In clinical trials, overexpression of neurokinin-1 receptors (NK1R) in gliomas has been exploited by intratumoral injection of its radiolabeled ligand, substance P (SP). However, despite proven NK1R expression, patients' response to the therapy was inhomogeneous. This study aims to identify the factors predicting response to NK1R-targeted glioma therapy, thereby allowing the discrimination between potential "responders" and "nonresponders" and thus a personalized therapeutic approach. Four widely used glioblastoma cell lines were examined concerning their RNA levels of full-length and truncated NK1R subtypes. Binding of SP to NK1R and internalization into glioma cells was studied by three different approaches using radiolabeled SP ((177)Lu-[DOTA, Thi(8), Met(O2)(11)]-SP), a fluorescence-labeled SP derivative (SP-FAM), and a toxin-SP conjugate (saporin-SP).
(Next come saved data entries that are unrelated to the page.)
use sea_orm_migration::prelude::*;

#[derive(DeriveMigrationName)]
pub struct Migration;

#[async_trait::async_trait]
impl MigrationTrait for Migration {
    async fn up(&self, manager: &SchemaManager) -> Result<(), DbErr> {
        // Recent-orders listing sorts by creation date.
        manager
            .create_index(
                Index::create()
                    .name("idx_orders_created_at")
                    .table(Orders::Table)
                    .col((Orders::CreatedAt, IndexOrder::Desc))
                    .to_owned(),
            )
            .await?;

        manager
            .create_index(
                Index::create()
                    .name("idx_orders_user_id")
                    .table(Orders::Table)
                    .col(Orders::UserId)
                    .to_owned(),
            )
            .await?;

        manager
            .create_index(
                Index::create()
                    .name("idx_order_items_order_id")
                    .table(OrderItems::Table)
                    .col(OrderItems::OrderId)
                    .to_owned(),
            )
            .await?;

        manager
            .create_index(
                Index::create()
                    .name("idx_order_items_product_id")
                    .table(OrderItems::Table)
                    .col(OrderItems::ProductId)
                    .to_owned(),
            )
            .await
    }

    async fn down(&self, manager: &SchemaManager) -> Result<(), DbErr> {
        for name in [
            "idx_order_items_product_id",
            "idx_order_items_order_id",
            "idx_orders_user_id",
            "idx_orders_created_at",
        ] {
            manager
                .drop_index(Index::drop().name(name).to_owned())
                .await?;
        }
        Ok(())
    }
}

#[derive(DeriveIden)]
enum Orders {
    Table,
    CreatedAt,
    UserId,
}

#[derive(DeriveIden)]
enum OrderItems {
    Table,
    OrderId,
    ProductId,
}
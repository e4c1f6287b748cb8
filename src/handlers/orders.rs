use crate::{
    auth::AuthUser,
    services::orders::{OrderListResponse, OrderResponse, SubmitOrderRequest},
    ApiResponse, AppState, ListQuery,
};
use axum::{
    extract::{Path, Query, State},
    routing::get,
    Json, Router,
};
use uuid::Uuid;

pub fn routes() -> Router<AppState> {
    Router::new()
        .route("/orders", get(list_orders).post(submit_order))
        .route("/orders/:id", get(get_order))
}

/// Submit a cart as a sale.
///
/// All-or-nothing: the order, its items, and the stock decrements commit
/// together; any validation or stock failure leaves no trace.
#[utoipa::path(
    post,
    path = "/api/v1/orders",
    request_body = SubmitOrderRequest,
    responses(
        (status = 200, description = "Order committed", body = OrderResponse),
        (status = 400, description = "Invalid cart", body = crate::errors::ErrorResponse),
        (status = 404, description = "Unknown product", body = crate::errors::ErrorResponse),
        (status = 422, description = "Insufficient stock", body = crate::errors::ErrorResponse)
    ),
    tag = "orders"
)]
pub async fn submit_order(
    State(state): State<AppState>,
    user: AuthUser,
    Json(request): Json<SubmitOrderRequest>,
) -> crate::ApiResult<OrderResponse> {
    let order = state
        .services
        .orders
        .submit_order(user.user_id, request)
        .await?;
    Ok(Json(ApiResponse::success(order)))
}

#[utoipa::path(
    get,
    path = "/api/v1/orders",
    params(("page" = u64, Query, description = "Page number, 1-based"),
           ("limit" = u64, Query, description = "Page size")),
    responses((status = 200, description = "Order headers, newest first", body = OrderListResponse)),
    tag = "orders"
)]
pub async fn list_orders(
    State(state): State<AppState>,
    _user: AuthUser,
    Query(query): Query<ListQuery>,
) -> crate::ApiResult<OrderListResponse> {
    let limit = query.limit.min(state.config.api_max_page_size);
    let orders = state.services.orders.list_orders(query.page, limit).await?;
    Ok(Json(ApiResponse::success(orders)))
}

#[utoipa::path(
    get,
    path = "/api/v1/orders/{id}",
    responses(
        (status = 200, description = "Order with items, buyer, and receipts", body = OrderResponse),
        (status = 404, description = "Unknown order", body = crate::errors::ErrorResponse)
    ),
    tag = "orders"
)]
pub async fn get_order(
    State(state): State<AppState>,
    _user: AuthUser,
    Path(id): Path<Uuid>,
) -> crate::ApiResult<OrderResponse> {
    let order = state.services.orders.get_order(id).await?;
    Ok(Json(ApiResponse::success(order)))
}
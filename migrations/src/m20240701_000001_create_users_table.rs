use sea_orm_migration::prelude::*;

#[derive(DeriveMigrationName)]
pub struct Migration;

#[async_trait::async_trait]
impl MigrationTrait for Migration {
    async fn up(&self, manager: &SchemaManager) -> Result<(), DbErr> {
        manager
            .create_table(
                Table::create()
                    .table(Users::Table)
                    .if_not_exists()
                    .col(ColumnDef::new(Users::Id).uuid().primary_key().not_null())
                    .col(
                        ColumnDef::new(Users::Email)
                            .string()
                            .not_null()
                            .unique_key(),
                    )
                    .col(ColumnDef::new(Users::PasswordHash).string().not_null())
                    .col(ColumnDef::new(Users::Name).string().not_null())
                    .col(
                        ColumnDef::new(Users::Role)
                            .string()
                            .not_null()
                            .default("CASHIER"),
                    )
                    .col(
                        ColumnDef::new(Users::CreatedAt)
                            .timestamp_with_time_zone()
                            .not_null(),
                    )
                    .col(
                        ColumnDef::new(Users::UpdatedAt)
                            .timestamp_with_time_zone()
                            .null(),
                    )
                    .to_owned(),
            )
            .await
    }

    async fn down(&self, manager: &SchemaManager) -> Result<(), DbErr> {
        manager
            .drop_table(Table::drop().table(Users::Table).to_owned())
            .await
    }
}

#[derive(DeriveIden)]
pub enum Users {
    Table,
    Id,
    Email,
    PasswordHash,
    Name,
    Role,
    CreatedAt,
    UpdatedAt,
}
While NK1R RNA was detected in all cases, receptor subtype analysis revealed impressive differences between the cell lines; LN319 exhibited the highest level of full-length NK1R RNA. Significant binding of SP conjugates to NK1R, cell internalization, and specific cell killing were only observed with the cell line LN319. Thus, different NK1R subtype profiles of glomerular basement membrane (GBM) cell lines appear to influence the binding of SP conjugates and their cell internalization properties. Both processes are crucial steps for NK1R-based targeted therapy. Pretherapeutic testing for NK1R subtype expression may therefore be advisable before initiation of this generally promising therapeutic modality.